In this posture of affairs, the present relator, after having committed an atrocious and cold blooded murder, comes into this state to escape punishment. The executive of this state is applied to for his surrender, he refers the matter to the general government. They decline all interference, on the ground that, by the practical construction of their powers, too long acquiesced in to be now brought in question, they have no power to surrender fugitives from justice, unless when treaty stipulations exist upon the subject. Similar determinations had been made while Mr. Jefferson was secretary of state, and while Mr. Clay held that office. Congress had never passed any laws upon the subject, and it was controlled by no treaty stipulations. The governor of this state issued his warrant for the apprehension and surrender of the relator. He was brought, by habeas corpus, before this court, and the power of the governor to issue the warrant fully discussed and formally sustained.

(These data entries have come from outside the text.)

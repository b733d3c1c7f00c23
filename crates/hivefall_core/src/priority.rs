//! Target priority scoring and deterministic selection.
//!
//! Scores are plain f32 sums; determinism comes from the tie-break rule:
//! scores within [`PRIORITY_EPSILON`] of each other are treated as equal,
//! and equal scores are ordered by ascending lexicographic id. This keeps
//! target selection reproducible across runs and replays.

use glam::Vec3;

use crate::target::{CombatTarget, EntityId, TargetKind};

/// Score difference below which two targets are considered tied.
pub const PRIORITY_EPSILON: f32 = 0.001;

/// Base score every valid target starts from.
const BASE_SCORE: f32 = 100.0;

/// Maximum proximity bonus (closest possible target).
const PROXIMITY_WEIGHT: f32 = 50.0;

/// Maximum low-health bonus (finish off weak targets).
const LOW_HEALTH_WEIGHT: f32 = 20.0;

/// A target id with its computed priority score.
#[derive(Debug, Clone, PartialEq)]
pub struct ScoredTarget {
    /// Target id.
    pub id: EntityId,
    /// Priority score; higher is more urgent.
    pub score: f32,
}

/// Standard priority score for one target.
///
/// `100 + proximity (≤50) + low-health (≤20) + kind bonus`. Vulnerability
/// is not re-checked here; callers validate before scoring.
#[must_use]
pub fn priority_score(protector_pos: Vec3, target: &dyn CombatTarget, detection_range: f32) -> f32 {
    BASE_SCORE
        + proximity_bonus(protector_pos, target, detection_range)
        + low_health_bonus(target)
        + kind_bonus(target.kind())
}

/// Territory-assault variant: queens and hives weigh heavier, and a
/// defended hive gains up to +30 with its active defender count.
#[must_use]
pub fn territorial_priority_score(
    protector_pos: Vec3,
    target: &dyn CombatTarget,
    detection_range: f32,
) -> f32 {
    let defense_bonus = match target.kind() {
        TargetKind::Hive => (target.defender_count() as f32 * 5.0).min(30.0),
        _ => 0.0,
    };
    BASE_SCORE
        + proximity_bonus(protector_pos, target, detection_range)
        + low_health_bonus(target)
        + territorial_kind_bonus(target.kind())
        + defense_bonus
}

fn proximity_bonus(protector_pos: Vec3, target: &dyn CombatTarget, detection_range: f32) -> f32 {
    if detection_range <= 0.0 {
        return 0.0;
    }
    let distance = protector_pos.distance(target.position());
    PROXIMITY_WEIGHT * (1.0 - distance / detection_range).clamp(0.0, 1.0)
}

fn low_health_bonus(target: &dyn CombatTarget) -> f32 {
    LOW_HEALTH_WEIGHT * (1.0 - target.health() / target.max_health()).clamp(0.0, 1.0)
}

fn kind_bonus(kind: TargetKind) -> f32 {
    match kind {
        TargetKind::EnergyParasite => 30.0,
        TargetKind::Queen => 100.0,
        TargetKind::Hive => 80.0,
        TargetKind::Parasite | TargetKind::PlayerUnit => 0.0,
    }
}

fn territorial_kind_bonus(kind: TargetKind) -> f32 {
    match kind {
        TargetKind::EnergyParasite => 30.0,
        TargetKind::Queen => 150.0,
        TargetKind::Hive => 120.0,
        TargetKind::Parasite | TargetKind::PlayerUnit => 0.0,
    }
}

/// Score and sort candidates, highest priority first.
///
/// Ties (scores within [`PRIORITY_EPSILON`]) are ordered by ascending id.
#[must_use]
pub fn prioritize_targets(
    protector_pos: Vec3,
    candidates: &[&dyn CombatTarget],
    detection_range: f32,
    territorial: bool,
) -> Vec<ScoredTarget> {
    let mut scored: Vec<ScoredTarget> = candidates
        .iter()
        .map(|target| {
            let score = if territorial {
                territorial_priority_score(protector_pos, *target, detection_range)
            } else {
                priority_score(protector_pos, *target, detection_range)
            };
            ScoredTarget {
                id: target.id().to_string(),
                score,
            }
        })
        .collect();

    scored.sort_by(|a, b| {
        if (a.score - b.score).abs() < PRIORITY_EPSILON {
            a.id.cmp(&b.id)
        } else {
            b.score
                .partial_cmp(&a.score)
                .unwrap_or(std::cmp::Ordering::Equal)
        }
    });
    scored
}

/// Single deterministic choice among scored candidates.
///
/// Picks the maximum score; among candidates within [`PRIORITY_EPSILON`]
/// of the maximum, the lexicographically smallest id wins.
#[must_use]
pub fn select_target_consistently(scored: &[ScoredTarget]) -> Option<EntityId> {
    let best_score = scored
        .iter()
        .map(|s| s.score)
        .fold(f32::NEG_INFINITY, f32::max);
    scored
        .iter()
        .filter(|s| (best_score - s.score) < PRIORITY_EPSILON)
        .map(|s| s.id.clone())
        .min()
}

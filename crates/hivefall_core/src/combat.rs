//! Combat orchestration: detection, validation, prioritization, damage
//! resolution, and engagement lifecycle across all protector units.
//!
//! The system is driven by one external per-frame `update(dt)` call and is
//! strictly single-threaded. Engagements live in a `BTreeMap`, so per-tick
//! processing order is the sorted engagement key order — deterministic by
//! construction. Removals are deferred: every live engagement is processed
//! before any is dropped.

use std::collections::{BTreeMap, BTreeSet};

use glam::Vec3;

use crate::action::{
    CombatAction, EngagementState, FIRE_DURATION_MS, TURN_DURATION_MS,
};
use crate::config::CombatConfig;
use crate::context::{
    CombatContext, EnergyPool, Protector, ProtectorCombatState, ProtectorStats, ProtectorSupply,
};
use crate::error::{GameError, Result};
use crate::math::approach_point;
use crate::metrics::CombatMetrics;
use crate::priority::{prioritize_targets, select_target_consistently};
use crate::target::{CombatTarget, EntityId, TargetKind, TargetValidation};

/// How often the stale-engagement safety sweep runs.
pub const STALE_SWEEP_INTERVAL_MS: f64 = 5_000.0;

/// Damage multiplier when exactly one protector assaults a hive.
pub const HIVE_SOLO_PENALTY: f32 = 0.6;

/// Coordination bonus per extra attacker on a hive.
pub const HIVE_COORDINATION_PER_ATTACKER: f32 = 0.15;

/// Cap on the hive coordination bonus.
pub const HIVE_COORDINATION_CAP: f32 = 0.5;

/// Why an engagement was interrupted.
#[derive(Debug, Clone, Copy, PartialEq, Eq)]
pub enum InterruptReason {
    /// Target drifted beyond attack range and pursuit was abandoned.
    OutOfRange,
    /// The energy pool ran dry.
    EnergyDepleted,
    /// The target stopped being a legal target.
    TargetInvalidated,
    /// The attacking protector was destroyed.
    ProtectorDestroyed,
    /// The target was destroyed.
    TargetDestroyed,
}

impl InterruptReason {
    /// Whether the protector's interrupted movement should resume.
    #[must_use]
    pub const fn resumes_movement(self) -> bool {
        matches!(
            self,
            Self::OutOfRange | Self::EnergyDepleted | Self::TargetInvalidated
        )
    }
}

/// Why an engagement ended.
#[derive(Debug, Clone, Copy, PartialEq, Eq)]
pub enum CompletionReason {
    /// The target was destroyed.
    TargetDestroyed,
    /// The protector was destroyed or vanished.
    ProtectorDestroyed,
    /// The target vanished and no replacement was available.
    TargetLost,
    /// The 30-second engagement timeout fired.
    TimedOut,
    /// A newer engagement or an explicit cancel replaced this one.
    Cancelled,
    /// An explicit interruption was requested.
    Interrupted(InterruptReason),
}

Here then, without any interference on the part of the national government, the relator brings his writ of error, (a writ of error to the supreme court of the United States, to reverse the judgment of a state court on a habeas corpus!) and that judgment is virtually reversed at the instance of the relator.

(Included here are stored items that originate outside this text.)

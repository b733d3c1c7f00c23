//! Headless Hivefall runner.
//!
//! Owns the world state the combat core treats as external — protector
//! units, free parasites, territories, the energy pool — and drives the
//! per-frame `update(dt)` calls. Used for CI smoke runs and balance
//! experiments without a renderer.

#![forbid(unsafe_code)]
#![warn(missing_docs)]
#![warn(clippy::all, clippy::pedantic)]

pub mod scenario;
pub mod world;

pub use scenario::{ProtectorSpawn, ScenarioConfig, ScenarioError, TerritorySpawn};
pub use world::{RunSummary, World};
#[cfg(test)]
mod tests {
    use super::*;
    use crate::terrain::FlatTerrain;

    fn queen(config: &QueenConfig) -> Queen {
        Queen::new(
            "queen-1",
            0,
            Vec3::ZERO,
            20.0,
            config,
            1,
            99,
            &FlatTerrain::default(),
        )
    }

    #[test]
    fn test_zero_growth_duration_skips_growth_on_first_update() {
        let config = QueenConfig {
            growth_duration_ms: 0.0,
            ..QueenConfig::default()
        };
        let mut q = queen(&config);
        assert_eq!(q.current_phase(), QueenPhase::UndergroundGrowth);

        let mut hive = None;
        q.update(0.016, &mut hive, &FlatTerrain::default());
        assert_eq!(q.current_phase(), QueenPhase::HiveConstruction);
        assert_eq!(q.growth_progress(), 1.0);
    }

    #[test]
    fn test_growth_progress_and_promotion() {
        let config = QueenConfig {
            growth_duration_ms: 10_000.0,
            ..QueenConfig::default()
        };
        let mut q = queen(&config);
        let mut hive = None;

        q.update(4.0, &mut hive, &FlatTerrain::default());
        assert_eq!(q.current_phase(), QueenPhase::UndergroundGrowth);
        assert!((q.growth_progress() - 0.4).abs() < 1e-4);

        q.update(6.0, &mut hive, &FlatTerrain::default());
        assert_eq!(q.current_phase(), QueenPhase::HiveConstruction);
    }

    #[test]
    fn test_hidden_below_terrain_while_growing() {
        let terrain = FlatTerrain::new(5.0);
        let q = Queen::new("q", 0, Vec3::ZERO, 20.0, &QueenConfig::default(), 1, 1, &terrain);
        assert!(q.position().y < terrain.height);
    }

    #[test]
    fn test_construction_founds_exactly_one_hive_and_promotes() {
        let config = QueenConfig {
            growth_duration_ms: 0.0,
            hive: HiveConfig {
                construction_duration_ms: 1_000.0,
                ..HiveConfig::default()
            },
            ..QueenConfig::default()
        };
        let mut q = queen(&config);
        let mut hive = None;

        // First update: growth skip.
        q.update(0.1, &mut hive, &FlatTerrain::default());
        // Second update: hive founded.
        let events = q.update(0.1, &mut hive, &FlatTerrain::default());
        assert!(hive.is_some());
        assert!(events
            .iter()
            .any(|e| matches!(e, QueenEvent::HiveFounded { .. })));

        // Run construction out; queen promotes when hive reports built.
        let mut promoted = false;
        for _ in 0..200 {
            let events = q.update(0.5, &mut hive, &FlatTerrain::default());
            if events.iter().any(|e| {
                matches!(
                    e,
                    QueenEvent::PhaseChanged {
                        phase: QueenPhase::ActiveControl,
                        ..
                    }
                )
            }) {
                promoted = true;
                break;
            }
        }
        assert!(promoted);
        assert!(hive.as_ref().is_some_and(Hive::is_constructed));
    }

    #[test]
    fn test_construction_fallback_without_hive() {
        let config = QueenConfig {
            growth_duration_ms: 0.0,
            ..QueenConfig::default()
        };
        let mut q = queen(&config);
        let mut hive = None;

        q.update(0.1, &mut hive, &FlatTerrain::default());
        q.update(0.1, &mut hive, &FlatTerrain::default());
        assert!(hive.is_some());

        // Something disposes the hive. Founding happens exactly once, so
        // the slot stays empty; after the fallback window the queen
        // promotes anyway instead of stalling in construction forever.
        hive = None;
        let mut elapsed = 0.0;
        while elapsed < CONSTRUCTION_FALLBACK_MS + 1_000.0 {
            q.update(0.5, &mut hive, &FlatTerrain::default());
            elapsed += 500.0;
        }
        assert!(hive.is_none());
        assert_eq!(q.current_phase(), QueenPhase::ActiveControl);
    }

    #[test]
    fn test_invulnerable_outside_active_control() {
        let mut q = queen(&QueenConfig::default());
        let health = q.health();
        assert!(!q.is_vulnerable());
        assert!(!q.take_damage(1_000_000.0));
        assert_eq!(q.health(), health);
    }

    #[test]
    fn test_vulnerable_and_killable_in_active_control() {
        let config = QueenConfig {
            growth_duration_ms: 0.0,
            hive: HiveConfig {
                construction_duration_ms: 0.0,
                ..HiveConfig::default()
            },
            ..QueenConfig::default()
        };
        let mut q = queen(&config);
        let mut hive = None;
        for _ in 0..4 {
            q.update(0.1, &mut hive, &FlatTerrain::default());
        }
        assert_eq!(q.current_phase(), QueenPhase::ActiveControl);
        assert!(q.is_vulnerable());

        assert!(!q.take_damage(10.0));
        assert!(q.take_damage(10_000.0));
        assert!(q.is_destroyed());
        assert!(!q.is_vulnerable());
    }

    #[test]
    fn test_health_clamped_into_band() {
        let config = QueenConfig {
            max_health: 500.0,
            ..QueenConfig::default()
        };
        assert_eq!(queen(&config).max_health(), 100.0);

        let config = QueenConfig {
            max_health: 10.0,
            ..QueenConfig::default()
        };
        assert_eq!(queen(&config).max_health(), 40.0);
    }

    #[test]
    fn test_adopt_cap_and_phase_gate() {
        let mut q = queen(&QueenConfig::default());
        // Not in active control yet.
        assert!(!q.adopt_parasite("p-0"));

        q.phase = QueenPhase::ActiveControl;
        for i in 0..MAX_CONTROLLED_PARASITES {
            assert!(q.adopt_parasite(format!("p-{i}")));
        }
        assert_eq!(q.controlled_parasites().len(), MAX_CONTROLLED_PARASITES);
        assert!(!q.adopt_parasite("p-overflow"));

        assert!(q.release_parasite("p-0"));
        assert!(q.adopt_parasite("p-again"));
    }

    #[test]
    fn test_spawn_requests_are_energy_gated() {
        let config = QueenConfig {
            growth_duration_ms: 0.0,
            energy_regen_per_sec: 0.0,
            spawn_cost: 10.0,
            hive: HiveConfig {
                construction_duration_ms: 0.0,
                ..HiveConfig::default()
            },
            ..QueenConfig::default()
        };
        let mut q = queen(&config);
        let mut hive = None;
        for _ in 0..4 {
            q.update(0.1, &mut hive, &FlatTerrain::default());
        }
        assert_eq!(q.current_phase(), QueenPhase::ActiveControl);

        // Zero regen and zero starting energy: no spawn requests ever.
        for _ in 0..50 {
            let events = q.update(0.5, &mut hive, &FlatTerrain::default());
            assert!(!events
                .iter()
                .any(|e| matches!(e, QueenEvent::SpawnRequested { .. })));
        }

        // Grant energy; the next update may spawn.
        q.energy.current = 20.0;
        let mut spawned = false;
        for _ in 0..4 {
            let events = q.update(0.5, &mut hive, &FlatTerrain::default());
            if events
                .iter()
                .any(|e| matches!(e, QueenEvent::SpawnRequested { .. }))
            {
                spawned = true;
            }
        }
        assert!(spawned);
        assert!(q.energy().current < 20.0);
    }

    #[test]
    fn test_destruction_clears_controlled_set() {
        let mut q = queen(&QueenConfig::default());
        q.phase = QueenPhase::ActiveControl;
        q.adopt_parasite("p-1");
        q.adopt_parasite("p-2");

        q.take_damage(10_000.0);
        q.on_destroyed();
        assert!(q.controlled_parasites().is_empty());
    }
}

I had supposed, at first, that this was, at most, a dormant power in the national government, and if so, its existence would not preclude the states from exercising the same power, to any extent, necessary to their own protection, unless that exercise came in conflict with the laws of the union. City of New York v. Miln, 11 Peters’ R. 102. Houston v. Moore, 5 Wheaton, 1. Sturgis v. Crowninshield, 4 Wheaton, 122. Ogden v. Saunders, 12 do. 213. The language of the court is very explicit upon this point, in all the above *646cases. It is admitted, too, that this power of surrendering fugitives from justice, and its constant exercise somewhere, is essential to the peace and quiet of the several states ; that its existence in the national government is not inconsistent with its exercise by the states ; that it is not, in terms, exclusively granted to congress. The only remaining ground, then, upon which it could be denied to the states, was, that it had been prohibited to them in the Unites States constitution. This prohibition, it is said, is found in that clause of the constitution, which provides that “ No state shall enter into an agreement or compact with another state, or with a foreign power.”
I may be permitted to say that the extending this prohibition to the case in hand, is going very far beyond the natural import of the terms used, or any necessary inference from them. A plain unsophisticated mind would find it difficult to construe that a “ compact or agreement,” which was confessedly mere comity, and of course might be done or omitted at pleasure.
I regret, too, the result of this case in another particular. This very important power, which is acknowledged to exist somewhere, and the constant exercise of which is so important to the peace of the border states, is, by this decision, virtually annihilated. It is not for me to counsel my superiors. But it does seem that such a tribunal should have hesitated long before, upon an exparte hearing, they would have adopted principles so novel and at the same time so much to be dreaded in practice. What would a mere looker on say of this proceeding. The national government deny the existence of any such power in themselves, and congress make no provision for its exercise. The states attempt to exercise it for their own protection, and the national judiciary, at the instance of the offender, interfere and set him at liberty. Here is no conflict of powers, but a virtual denial of their existence or exercise.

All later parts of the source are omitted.